Your task is to find every line of the data that holds the string "Adds" and copy it.
*** Source data ***
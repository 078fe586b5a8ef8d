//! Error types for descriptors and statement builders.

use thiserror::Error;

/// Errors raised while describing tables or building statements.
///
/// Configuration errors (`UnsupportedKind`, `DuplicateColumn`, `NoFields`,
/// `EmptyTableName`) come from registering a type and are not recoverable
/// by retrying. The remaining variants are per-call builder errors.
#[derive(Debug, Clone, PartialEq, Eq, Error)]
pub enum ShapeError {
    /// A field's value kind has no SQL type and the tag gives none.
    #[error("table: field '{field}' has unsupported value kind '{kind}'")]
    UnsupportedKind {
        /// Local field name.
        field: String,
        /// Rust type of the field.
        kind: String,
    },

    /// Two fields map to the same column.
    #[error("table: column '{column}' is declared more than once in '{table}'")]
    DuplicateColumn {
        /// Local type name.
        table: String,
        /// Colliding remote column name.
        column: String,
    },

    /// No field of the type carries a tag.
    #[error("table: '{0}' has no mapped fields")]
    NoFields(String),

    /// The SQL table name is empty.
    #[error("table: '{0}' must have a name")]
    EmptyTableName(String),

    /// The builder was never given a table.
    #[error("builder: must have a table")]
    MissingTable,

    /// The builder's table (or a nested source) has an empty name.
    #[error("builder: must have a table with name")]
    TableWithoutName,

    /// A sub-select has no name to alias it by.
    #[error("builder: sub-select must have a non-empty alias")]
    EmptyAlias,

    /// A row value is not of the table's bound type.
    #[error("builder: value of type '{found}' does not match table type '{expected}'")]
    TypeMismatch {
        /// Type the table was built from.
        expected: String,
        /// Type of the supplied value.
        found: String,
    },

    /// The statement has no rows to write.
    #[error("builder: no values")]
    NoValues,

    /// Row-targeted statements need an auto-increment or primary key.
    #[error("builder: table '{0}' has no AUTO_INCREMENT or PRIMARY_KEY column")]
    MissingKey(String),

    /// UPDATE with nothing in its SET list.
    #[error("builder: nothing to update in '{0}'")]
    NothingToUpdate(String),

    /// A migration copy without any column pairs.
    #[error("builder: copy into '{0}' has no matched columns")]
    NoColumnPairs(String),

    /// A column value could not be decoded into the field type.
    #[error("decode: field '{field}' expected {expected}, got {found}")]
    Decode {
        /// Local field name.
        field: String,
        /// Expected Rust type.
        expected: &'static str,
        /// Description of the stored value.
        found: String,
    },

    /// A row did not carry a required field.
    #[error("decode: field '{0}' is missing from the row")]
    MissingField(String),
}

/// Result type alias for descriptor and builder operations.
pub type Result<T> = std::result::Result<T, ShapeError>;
*** End of Source data ***
*** Source data ***
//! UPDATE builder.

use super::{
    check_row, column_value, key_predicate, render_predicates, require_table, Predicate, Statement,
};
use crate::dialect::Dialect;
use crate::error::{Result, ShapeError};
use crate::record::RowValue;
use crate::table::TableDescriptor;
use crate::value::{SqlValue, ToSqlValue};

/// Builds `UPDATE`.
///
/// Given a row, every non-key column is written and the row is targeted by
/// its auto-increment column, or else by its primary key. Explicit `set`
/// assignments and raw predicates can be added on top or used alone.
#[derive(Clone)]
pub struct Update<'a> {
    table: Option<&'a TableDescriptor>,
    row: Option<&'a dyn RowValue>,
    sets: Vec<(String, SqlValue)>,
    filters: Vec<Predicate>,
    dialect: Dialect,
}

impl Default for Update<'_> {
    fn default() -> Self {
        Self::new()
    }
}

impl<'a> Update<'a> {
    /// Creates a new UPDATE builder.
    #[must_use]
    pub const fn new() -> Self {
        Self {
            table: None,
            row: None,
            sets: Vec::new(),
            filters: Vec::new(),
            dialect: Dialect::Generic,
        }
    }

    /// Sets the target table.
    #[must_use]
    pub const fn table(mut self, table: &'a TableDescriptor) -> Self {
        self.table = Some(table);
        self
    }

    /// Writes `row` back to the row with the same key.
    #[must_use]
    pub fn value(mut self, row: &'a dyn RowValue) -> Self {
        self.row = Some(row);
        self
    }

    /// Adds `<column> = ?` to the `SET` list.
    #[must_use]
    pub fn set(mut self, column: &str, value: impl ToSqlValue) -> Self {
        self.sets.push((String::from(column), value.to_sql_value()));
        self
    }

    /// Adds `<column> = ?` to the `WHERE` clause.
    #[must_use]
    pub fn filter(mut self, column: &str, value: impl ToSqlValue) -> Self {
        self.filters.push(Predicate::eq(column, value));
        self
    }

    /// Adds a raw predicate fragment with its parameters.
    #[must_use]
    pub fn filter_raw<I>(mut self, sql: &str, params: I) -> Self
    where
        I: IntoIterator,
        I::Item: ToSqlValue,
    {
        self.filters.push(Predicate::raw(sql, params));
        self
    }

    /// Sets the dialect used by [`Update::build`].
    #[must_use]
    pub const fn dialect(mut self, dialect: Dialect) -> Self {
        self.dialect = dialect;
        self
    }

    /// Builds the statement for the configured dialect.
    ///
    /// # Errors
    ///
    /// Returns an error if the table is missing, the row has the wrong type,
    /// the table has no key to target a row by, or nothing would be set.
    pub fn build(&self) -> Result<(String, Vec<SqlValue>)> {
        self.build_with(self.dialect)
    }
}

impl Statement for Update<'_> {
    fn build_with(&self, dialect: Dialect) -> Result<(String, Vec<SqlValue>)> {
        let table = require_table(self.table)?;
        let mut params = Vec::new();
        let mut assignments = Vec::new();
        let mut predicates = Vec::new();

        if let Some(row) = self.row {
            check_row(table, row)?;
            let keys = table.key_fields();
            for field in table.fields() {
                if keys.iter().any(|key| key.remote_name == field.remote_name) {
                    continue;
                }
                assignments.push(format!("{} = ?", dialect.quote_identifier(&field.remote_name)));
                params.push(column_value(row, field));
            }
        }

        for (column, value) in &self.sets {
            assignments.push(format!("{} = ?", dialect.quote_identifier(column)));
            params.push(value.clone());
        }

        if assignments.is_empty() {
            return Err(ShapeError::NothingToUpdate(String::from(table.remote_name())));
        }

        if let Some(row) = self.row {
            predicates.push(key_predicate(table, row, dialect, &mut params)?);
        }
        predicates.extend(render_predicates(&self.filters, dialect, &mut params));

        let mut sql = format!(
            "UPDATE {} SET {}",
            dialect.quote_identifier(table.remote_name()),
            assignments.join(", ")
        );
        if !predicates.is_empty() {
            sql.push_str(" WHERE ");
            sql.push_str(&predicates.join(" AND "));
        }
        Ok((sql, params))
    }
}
*** End of Source data ***
*** Source data ***
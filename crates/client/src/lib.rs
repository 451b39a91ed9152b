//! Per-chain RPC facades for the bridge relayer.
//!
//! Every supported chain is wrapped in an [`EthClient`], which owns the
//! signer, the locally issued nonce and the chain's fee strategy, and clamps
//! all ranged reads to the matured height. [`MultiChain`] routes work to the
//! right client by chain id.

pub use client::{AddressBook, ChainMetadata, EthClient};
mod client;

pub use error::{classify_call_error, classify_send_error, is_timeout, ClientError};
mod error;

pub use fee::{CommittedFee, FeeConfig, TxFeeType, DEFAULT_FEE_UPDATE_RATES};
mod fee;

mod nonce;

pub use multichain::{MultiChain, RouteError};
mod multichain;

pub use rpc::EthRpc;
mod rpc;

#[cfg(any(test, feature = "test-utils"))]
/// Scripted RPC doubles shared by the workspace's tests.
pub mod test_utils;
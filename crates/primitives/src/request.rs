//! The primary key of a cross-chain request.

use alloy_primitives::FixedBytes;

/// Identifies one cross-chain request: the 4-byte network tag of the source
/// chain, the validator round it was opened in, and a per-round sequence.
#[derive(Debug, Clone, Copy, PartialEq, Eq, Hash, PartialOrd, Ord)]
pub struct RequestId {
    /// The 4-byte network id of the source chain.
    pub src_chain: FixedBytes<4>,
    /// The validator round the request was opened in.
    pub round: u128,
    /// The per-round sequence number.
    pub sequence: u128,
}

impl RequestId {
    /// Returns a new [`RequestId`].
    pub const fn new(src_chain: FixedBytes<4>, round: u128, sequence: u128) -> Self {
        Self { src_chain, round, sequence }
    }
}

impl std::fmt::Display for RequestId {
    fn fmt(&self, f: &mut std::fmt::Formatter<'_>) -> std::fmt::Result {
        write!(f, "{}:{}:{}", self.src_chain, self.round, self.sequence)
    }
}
*** End of Source data ***
Answer for the task:
    /// Adds `<column> = ?` to the `SET` list.
    /// Adds `<column> = ?` to the `WHERE` clause.
    /// Adds a raw predicate fragment with its parameters.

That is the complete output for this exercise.